The group, which represents ancillary product and service providers in the post-acute industry, expressed its “significant concerns” with the Centers for Medicare & Medicaid Services’ draft lab test payment rates for calendar year 2018, which were published last week.

The potential rates could “inflict severe cuts” to labs, according to one industry group. Lab companies also spoke out to slam the rates.

Lab companies that provide tests for skilled nursing patients serve a “disproportionate” number of Medicare beneficiaries compared to the rest of the clinical lab industry, since Medicare is the main payer of services for those in long-term care. That leaves NASL’s member lab companies to “shoulder the brunt of these massive lab fee cuts due to the patient population they serve,” NASL Executive Vice President Cynthia Morton said a statement.

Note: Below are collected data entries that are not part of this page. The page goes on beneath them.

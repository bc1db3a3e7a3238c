//! Deterministic source printer for generated fragments.
//!
//! Token trees carry no layout, so the printer decides spacing and line
//! breaks from the tokens alone:
//!
//! - Brace blocks holding `;`-terminated members are broken one member per
//!   line and indented by four spaces.
//! - Comma-separated brace literals stay on one line unless they exceed
//!   [`MAX_INLINE_WIDTH`] columns.
//! - Runs of punctuation are regrouped into known operators (`=>`, `...`,
//!   `===`), so the output does not depend on token spacing hints.
//!
//! The same tree always prints to the same text.

use proc_macro2::{Delimiter, TokenStream, TokenTree};

use crate::template::{Fragment, Shape, split_statements};

const INDENT: &str = "    ";

/// Comma-separated brace literals wider than this are broken across lines.
pub const MAX_INLINE_WIDTH: usize = 80;

/// Multi-character operators, longest first.
const OPERATORS: &[&str] = &["===", "!==", "...", "=>", "==", "!=", "??", "&&", "||"];

/// Keywords that keep a space before a following `(` or `[`.
const SPACED_KEYWORDS: &[&str] = &[
    "async", "await", "case", "catch", "for", "if", "in", "of", "return", "switch", "typeof",
    "while", "yield",
];

#[derive(Debug, Clone, PartialEq, Eq)]
enum Item {
    Word(String),
    Op(String),
    Group(Delimiter, Vec<Item>),
}

/// Prints a fragment. Statements are separated by newlines, with a blank
/// line between statements unless both are imports.
pub fn print(fragment: &Fragment) -> String {
    match fragment.shape() {
        Shape::Expression => render_seq(&items(fragment.tokens().clone()), 0),
        Shape::Statement | Shape::File => print_statements(fragment.tokens()),
    }
}

/// Prints a token stream as a sequence of statements.
pub fn print_statements(tokens: &TokenStream) -> String {
    let (statements, rest) = split_statements(tokens);
    let mut out = String::new();
    let mut previous_import = false;

    for statement in statements.into_iter().chain((!rest.is_empty()).then_some(rest)) {
        let statement_items = items(statement);
        let is_import = matches!(statement_items.first(), Some(Item::Word(w)) if w == "import");

        if !out.is_empty() {
            out.push('\n');
            if !(is_import && previous_import) {
                out.push('\n');
            }
        }
        out.push_str(&render_seq(&statement_items, 0));
        previous_import = is_import;
    }

    out
}

fn items(tokens: TokenStream) -> Vec<Item> {
    let mut items = Vec::new();
    let mut puncts = String::new();

    for tree in tokens {
        match tree {
            TokenTree::Punct(p) => {
                puncts.push(p.as_char());
            }
            TokenTree::Ident(ident) => {
                flush_operators(&mut puncts, &mut items);
                items.push(Item::Word(ident.to_string()));
            }
            TokenTree::Literal(literal) => {
                flush_operators(&mut puncts, &mut items);
                items.push(Item::Word(literal.to_string()));
            }
            TokenTree::Group(group) => {
                flush_operators(&mut puncts, &mut items);
                if group.delimiter() == Delimiter::None {
                    items.extend(self::items(group.stream()));
                } else {
                    items.push(Item::Group(group.delimiter(), self::items(group.stream())));
                }
            }
        }
    }

    flush_operators(&mut puncts, &mut items);
    items
}

fn flush_operators(run: &mut String, items: &mut Vec<Item>) {
    let mut rest = run.as_str();
    while let Some(first) = rest.chars().next() {
        let op = OPERATORS
            .iter()
            .find(|op| rest.starts_with(**op))
            .map(|op| op.to_string())
            .unwrap_or_else(|| first.to_string());
        rest = &rest[op.len()..];
        items.push(Item::Op(op));
    }
    run.clear();
}

fn render_seq(items: &[Item], indent: usize) -> String {
    let mut out = String::new();
    let mut ternaries = 0usize;

    for (i, item) in items.iter().enumerate() {
        if i > 0 && needs_space(&items[i - 1], item, items.get(i + 1), &mut ternaries) {
            out.push(' ');
        }
        out.push_str(&render_item(item, indent));
    }

    out
}

fn needs_space(prev: &Item, next: &Item, after_next: Option<&Item>, ternaries: &mut usize) -> bool {
    if let Item::Op(op) = next {
        match op.as_str() {
            "," | ";" | "." | "<" | ">" => return false,
            ":" => {
                if *ternaries > 0 {
                    *ternaries -= 1;
                    return true;
                }
                return false;
            }
            "?" => {
                // `name?:` and `a?.b` stay glued; anything else is a conditional.
                let optional = matches!(after_next, Some(Item::Op(o)) if o == ":" || o == ".");
                if !optional {
                    *ternaries += 1;
                }
                return !optional;
            }
            _ => {}
        }
    }

    if let Item::Op(op) = prev
        && matches!(op.as_str(), "." | "..." | "!" | "<")
    {
        return false;
    }

    match next {
        Item::Group(Delimiter::Parenthesis | Delimiter::Bracket, _) => match prev {
            Item::Word(word) => SPACED_KEYWORDS.contains(&word.as_str()),
            Item::Group(..) => false,
            Item::Op(op) => op != ">",
        },
        _ => true,
    }
}

fn render_item(item: &Item, indent: usize) -> String {
    match item {
        Item::Word(text) | Item::Op(text) => text.clone(),
        Item::Group(Delimiter::Parenthesis, inner) => format!("({})", render_seq(inner, indent)),
        Item::Group(Delimiter::Bracket, inner) => format!("[{}]", render_seq(inner, indent)),
        Item::Group(Delimiter::Brace, inner) => render_block(inner, indent),
        Item::Group(Delimiter::None, inner) => render_seq(inner, indent),
    }
}

fn render_block(inner: &[Item], indent: usize) -> String {
    if inner.is_empty() {
        return "{}".to_string();
    }

    let flat = render_seq(inner, indent);
    let has_op = |wanted: &str| inner.iter().any(|i| matches!(i, Item::Op(op) if op == wanted));
    let too_wide = has_op(",") && flat.len() > MAX_INLINE_WIDTH;

    if !has_op(";") && !too_wide && !flat.contains('\n') {
        return format!("{{ {} }}", flat);
    }

    let pad = INDENT.repeat(indent + 1);
    let mut out = String::from("{");
    for line in split_lines(inner) {
        out.push('\n');
        out.push_str(&pad);
        out.push_str(&render_seq(line, indent + 1));
    }
    out.push('\n');
    out.push_str(&INDENT.repeat(indent));
    out.push('}');
    out
}

fn split_lines(items: &[Item]) -> Vec<&[Item]> {
    let mut lines = Vec::new();
    let mut start = 0;

    for (i, item) in items.iter().enumerate() {
        if matches!(item, Item::Op(op) if op == ";" || op == ",") {
            lines.push(&items[start..=i]);
            start = i + 1;
        }
    }
    if start < items.len() {
        lines.push(&items[start..]);
    }

    lines
}

#[cfg(test)]
mod tests {
    use super::*;
    use crate::template::{Bindings, Template};

    fn print_statement(text: &str) -> String {
        let fragment = Template::statement(text).unwrap().render(Bindings::new()).unwrap();
        print(&fragment)
    }

    fn print_expression(text: &str) -> String {
        let fragment = Template::expression(text).unwrap().render(Bindings::new()).unwrap();
        print(&fragment)
    }

    #[test]
    fn type_literal_members_go_one_per_line() {
        assert_eq!(
            print_statement("type A = { id: number; name?: string; };"),
            "type A = {\n    id: number;\n    name?: string;\n};"
        );
    }

    #[test]
    fn empty_braces_print_compact() {
        assert_eq!(print_statement("type A = {};"), "type A = {};");
    }

    #[test]
    fn short_object_literal_stays_inline() {
        assert_eq!(
            print_statement("const data = { ...a, ...b, ...c };"),
            "const data = { ...a, ...b, ...c };"
        );
    }

    #[test]
    fn wide_object_literal_breaks_per_entry() {
        let printed = print_expression(
            "{ alpha: generator.first(), beta: generator.second(), gamma: generator.third(), delta: 1 }",
        );

        assert_eq!(
            printed,
            "{\n    alpha: generator.first(),\n    beta: generator.second(),\n    gamma: generator.third(),\n    delta: 1\n}"
        );
    }

    #[test]
    fn arrow_functions_and_generics() {
        assert_eq!(
            print_statement("const create = async (input: Partial<Prisma.UserCreateInput> = {}) => { return input; };"),
            "const create = async (input: Partial<Prisma.UserCreateInput> = {}) => {\n    return input;\n};"
        );
    }

    #[test]
    fn generic_constructor_call() {
        assert_eq!(
            print_statement("export const map = new Map<string, (options: any) => unknown>();"),
            "export const map = new Map<string, (options: any) => unknown>();"
        );
    }

    #[test]
    fn nested_blocks_indent_relative_to_their_line() {
        assert_eq!(
            print_statement("function f() { const g = () => { return 1; }; return g; }"),
            "function f() {\n    const g = () => {\n        return 1;\n    };\n    return g;\n}"
        );
    }

    #[test]
    fn member_chains_and_calls_are_glued() {
        assert_eq!(
            print_expression("await getClient().user.create({ data })"),
            "await getClient().user.create({ data })"
        );
    }

    #[test]
    fn array_types_and_literals() {
        assert_eq!(print_statement("type A = { tags: string[]; };"), "type A = {\n    tags: string[];\n};");
        assert_eq!(print_expression("[a, b]"), "[a, b]");
    }

    #[test]
    fn conditional_expression_spacing() {
        assert_eq!(print_expression("a === b ? c : d"), "a === b ? c : d");
    }

    #[test]
    fn imports_are_grouped_and_declarations_separated() {
        let fragment = Template::file(
            "import { a } from \"a\"; import b from \"b\"; type T = {}; const c = 1;",
        )
        .unwrap()
        .render(Bindings::new())
        .unwrap();

        assert_eq!(
            print(&fragment),
            "import { a } from \"a\";\nimport b from \"b\";\n\ntype T = {};\n\nconst c = 1;"
        );
    }

    #[test]
    fn printing_is_stable() {
        let text = "export function f({ d: r }: O) { const x = { ...a, ...b }; return { x }; }";
        assert_eq!(print_statement(text), print_statement(text));
    }
}
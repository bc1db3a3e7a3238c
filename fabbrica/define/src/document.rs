//! The full schema document handed to the generator.
//!
//! The nesting mirrors the loader's JSON output (`datamodel.models` and
//! `schema.inputObjectTypes.prisma`) so a dumped document deserializes as-is.

use serde::{Deserialize, Serialize};

use crate::input::InputType;
use crate::model::Model;

/// Suffix of the input type that describes an entity's create payload.
pub const CREATE_INPUT_SUFFIX: &str = "CreateInput";

/// Entities plus the input types derived from them.
///
/// ## Examples
///
/// ```
/// use fabbrica_define::{Document, InputType, Model};
///
/// let document = Document::new()
///     .with_model(Model::new("User"))
///     .with_input_type(InputType::new("UserCreateInput"));
///
/// assert!(document.find_model("User").is_some());
/// assert!(document.find_create_input_type("User").is_some());
/// assert!(document.find_create_input_type("Post").is_none());
/// ```
#[derive(Debug, Clone, Default, PartialEq, Eq, Serialize, Deserialize)]
#[serde(rename_all = "camelCase")]
pub struct Document {
    pub datamodel: Datamodel,
    pub schema: Schema,
}

#[derive(Debug, Clone, Default, PartialEq, Eq, Serialize, Deserialize)]
#[serde(rename_all = "camelCase")]
pub struct Datamodel {
    /// Entities in schema order.
    #[serde(default)]
    pub models: Vec<Model>,
}

#[derive(Debug, Clone, Default, PartialEq, Eq, Serialize, Deserialize)]
#[serde(rename_all = "camelCase")]
pub struct Schema {
    #[serde(default)]
    pub input_object_types: InputObjectTypes,
}

#[derive(Debug, Clone, Default, PartialEq, Eq, Serialize, Deserialize)]
#[serde(rename_all = "camelCase")]
pub struct InputObjectTypes {
    #[serde(default)]
    pub prisma: Vec<InputType>,
}

impl Document {
    pub fn new() -> Self {
        Self::default()
    }

    pub fn with_model(mut self, model: Model) -> Self {
        self.datamodel.models.push(model);
        self
    }

    pub fn with_input_type(mut self, input_type: InputType) -> Self {
        self.schema.input_object_types.prisma.push(input_type);
        self
    }

    /// Entities in schema order.
    pub fn models(&self) -> &[Model] {
        &self.datamodel.models
    }

    /// All input types, in loader order.
    pub fn input_types(&self) -> &[InputType] {
        &self.schema.input_object_types.prisma
    }

    pub fn find_model(&self, name: &str) -> Option<&Model> {
        self.models().iter().find(|m| m.name == name)
    }

    pub fn find_input_type(&self, name: &str) -> Option<&InputType> {
        self.input_types().iter().find(|t| t.name == name)
    }

    /// Finds `{model_name}CreateInput`.
    pub fn find_create_input_type(&self, model_name: &str) -> Option<&InputType> {
        self.find_input_type(&create_input_name(model_name))
    }
}

/// Name of the create input type for an entity.
pub fn create_input_name(model_name: &str) -> String {
    format!("{}{}", model_name, CREATE_INPUT_SUFFIX)
}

The rates, set under the Protecting Access to Medicare Act of 2014, were supposed to follow a “market-based fee schedule that would provide savings and predictability for lab services,” Morton said. Instead, the CY 2018 draft rates focus on just a small segment of the clinical laboratory industry.

“As a result, the proposed rates are so low that they threaten beneficiary access — an outcome completely contrary to Congressional intent and the result of a failed implementation by CMS,” Morton said.

Alan Morrison, NASL vice president and chairman of the group’s Diagnostic Testing Committee, also noted that “CMS’ actions will be devastating to almost all labs serving this highly vulnerable population and such dramatic cuts simply cannot be absorbed by these labs by reducing their costs.”